6. Holmes et al. (2004)	Participants were both male and female, ensuring representation of views from both genders. Informed consent received. Clear, appropriate explanation of research method and data analysis.	Setting was one Canadian psychiatric hospital and the sample was small (n = 6) resulting in less data for analysis and reducing generalizability to other locations. Nursing notes and care plans for patients accessed but no discussion of consent gained for this. No discussion of potential for researcher bias, however researchers were not involved in care of participants. Only patient data collected, no triangulation of data via additional participant groups.
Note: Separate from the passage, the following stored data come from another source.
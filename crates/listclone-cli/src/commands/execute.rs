use std::sync::Arc;

use anyhow::{bail, Context, Result};
use listclone_application::{ExecuteEvent, ListViewCommandSet, PageContext};
use listclone_core::command::CommandRegistry;
use listclone_core::config::RootConfig;
use listclone_core::record::SelectedRow;

use super::utils::{http_store, ConsoleNotifier};

pub async fn execute(
    config: RootConfig,
    command: String,
    list: String,
    site: Option<String>,
    rows: Vec<SelectedRow>,
) -> Result<()> {
    let site_url = site.unwrap_or_else(|| config.store.site_url.clone());
    if site_url.trim().is_empty() {
        bail!("No site URL. Pass --site, set LISTCLONE_SITE_URL, or add store.site_url to the config file");
    }

    let store = http_store(&config)?;
    let command_set = ListViewCommandSet::new(
        PageContext::new(site_url, list),
        config.properties,
        CommandRegistry::with_builtin_commands(),
        store,
        Arc::new(ConsoleNotifier),
    )
    .with_target_lists(config.target_lists);
    command_set.on_init();

    let event = ExecuteEvent {
        item_id: command,
        selected_rows: rows,
    };
    command_set
        .on_execute(&event)
        .await
        .with_context(|| format!("Command '{}' failed", event.item_id))?;
    Ok(())
}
Acknowledgement of the sensitive nature of the research, but no plan for participant debrief or managing the potential for distress. No identification of areas for future research/practice.
7. Ezeobele et al. (2014)	Participants (n = 20) were both male and female, ensuring representation of views from both genders. Informed consent received and evaluated by psychiatrists. Ethics committee approval received, right to withdraw clearly detailed. Discussion around how confidentiality was maintained. Methods of bias reduction discussed, including utilizing an additional, neutral researcher. Patient welfare considered, researchers had nursing backgrounds but were not care providers for the participants. Clear explanation of data collection and analysis process. Clear discussion of limitations of study. Implications and suggestions for future practice and research clearly outlined.	Participants were from one psychiatric hospital in the USA, reducing generalizability to other nationalities. Only patient data collected, no triangulation of data via additional participant groups.

Appendix D.

Theme development

Third row illustrating all themes drawn from research, fourth row illustrating finalized themes. Third row themes were either able to be incorporated into fourth row themes, or there was not enough data to complete synthesis on the topic.